> Work request: Scanning the entries below, copy every line that contains the word "Self".
(Record extracts Opens)
//! Command-line interface

use clap::{value_parser, Arg, ArgAction, ArgMatches, Command};
use std::net::SocketAddr;
use std::path::PathBuf;

/// Identity used when none is given
pub const DEFAULT_IDENTITY: &str = "console-user";

/// Parsed invocation
#[derive(Debug, Clone, PartialEq, Eq)]
pub struct Cli {
    /// Configuration file
    pub config: Option<PathBuf>,
    /// Emit JSON logs
    pub json: bool,
    /// Subcommand
    pub action: Action,
}

/// Subcommands
#[derive(Debug, Clone, PartialEq, Eq)]
pub enum Action {
    /// Scrape a page and write a normalized name list
    BuildLists {
        /// Page with captioned tables
        url: String,
        /// Output JSON file
        out: PathBuf,
    },
    /// Print canonical names for titles
    Normalize {
        /// Raw titles
        titles: Vec<String>,
    },
    /// Resolve a single message
    Ask {
        /// Message text
        text: String,
        /// Author identity
        identity: String,
    },
    /// Interactive stdin session
    Console {
        /// Author identity
        identity: String,
    },
    /// Interaction webhook server
    Serve {
        /// Listen address
        addr: SocketAddr,
    },
}

fn identity_arg() -> Arg {
    Arg::new("identity")
        .long("identity")
        .default_value(DEFAULT_IDENTITY)
        .help("Identity the messages are sent as")
}

/// Build the command tree
#[must_use]
pub fn command() -> Command {
    Command::new("nonna-bot")
        .version(env!("CARGO_PKG_VERSION"))
        .about("Nonna answers ((pasta)) questions")
        .subcommand_required(true)
        .arg(
            Arg::new("config")
                .long("config")
                .global(true)
                .value_parser(value_parser!(PathBuf))
                .help("Configuration file (toml, yaml or json)"),
        )
        .arg(
            Arg::new("json")
                .long("json")
                .global(true)
                .action(ArgAction::SetTrue)
                .help("Emit logs as JSON"),
        )
        .subcommand(
            Command::new("build-lists")
                .about("Scrape a page and write the normalized name list")
                .arg(Arg::new("url").long("url").required(true).help("Page to scrape"))
                .arg(
                    Arg::new("out")
                        .long("out")
                        .required(true)
                        .value_parser(value_parser!(PathBuf))
                        .help("Output JSON file"),
                ),
        )
        .subcommand(
            Command::new("normalize")
                .about("Print the canonical names of raw titles")
                .arg(Arg::new("titles").required(true).num_args(1..)),
        )
        .subcommand(
            Command::new("ask")
                .about("Resolve one message and print the reply")
                .arg(Arg::new("text").required(true))
                .arg(identity_arg()),
        )
        .subcommand(
            Command::new("console")
                .about("Read messages from stdin, one per line")
                .arg(identity_arg()),
        )
        .subcommand(
            Command::new("serve")
                .about("Serve the interaction webhook")
                .arg(
                    Arg::new("addr")
                        .long("addr")
                        .default_value("127.0.0.1:8787")
                        .value_parser(value_parser!(SocketAddr))
                        .help("Listen address"),
                ),
        )
}

fn string(args: &ArgMatches, id: &str) -> String {
    args.get_one::<String>(id).cloned().unwrap_or_default()
}

impl Cli {
    /// Parse process arguments
    #[must_use]
    pub fn parse() -> Self {
        Self::from_matches(&command().get_matches())
    }

    /// Parse an explicit argument list
    ///
    /// # Errors
    /// Returns the clap error for invalid arguments
    pub fn try_parse_from<I, T>(args: I) -> Result<Self, clap::Error>
    where
        I: IntoIterator<Item = T>,
        T: Into<std::ffi::OsString> + Clone,
    {
        Ok(Self::from_matches(&command().try_get_matches_from(args)?))
    }

    fn from_matches(matches: &ArgMatches) -> Self {
        let action = match matches.subcommand() {
            Some(("build-lists", args)) => Action::BuildLists {
                url: string(args, "url"),
                out: args.get_one::<PathBuf>("out").cloned().unwrap_or_default(),
            },
            Some(("normalize", args)) => Action::Normalize {
                titles: args
                    .get_many::<String>("titles")
                    .map(|t| t.cloned().collect())
                    .unwrap_or_default(),
            },
            Some(("ask", args)) => Action::Ask {
                text: string(args, "text"),
                identity: string(args, "identity"),
            },
            Some(("console", args)) => Action::Console {
                identity: string(args, "identity"),
            },
            Some(("serve", args)) => Action::Serve {
                addr: args
                    .get_one::<SocketAddr>("addr")
                    .copied()
                    .unwrap_or_else(|| SocketAddr::from(([127, 0, 0, 1], 8787))),
            },
            _ => unreachable!("subcommand is required"),
        };

        Self {
            config: matches.get_one::<PathBuf>("config").cloned(),
            json: matches.get_flag("json"),
            action,
        }
    }
}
(Record extracts Closes)
> Written solution:
    pub fn parse() -> Self {
        Self::from_matches(&command().get_matches())
    pub fn try_parse_from<I, T>(args: I) -> Result<Self, clap::Error>
        Ok(Self::from_matches(&command().try_get_matches_from(args)?))
    fn from_matches(matches: &ArgMatches) -> Self {
        Self {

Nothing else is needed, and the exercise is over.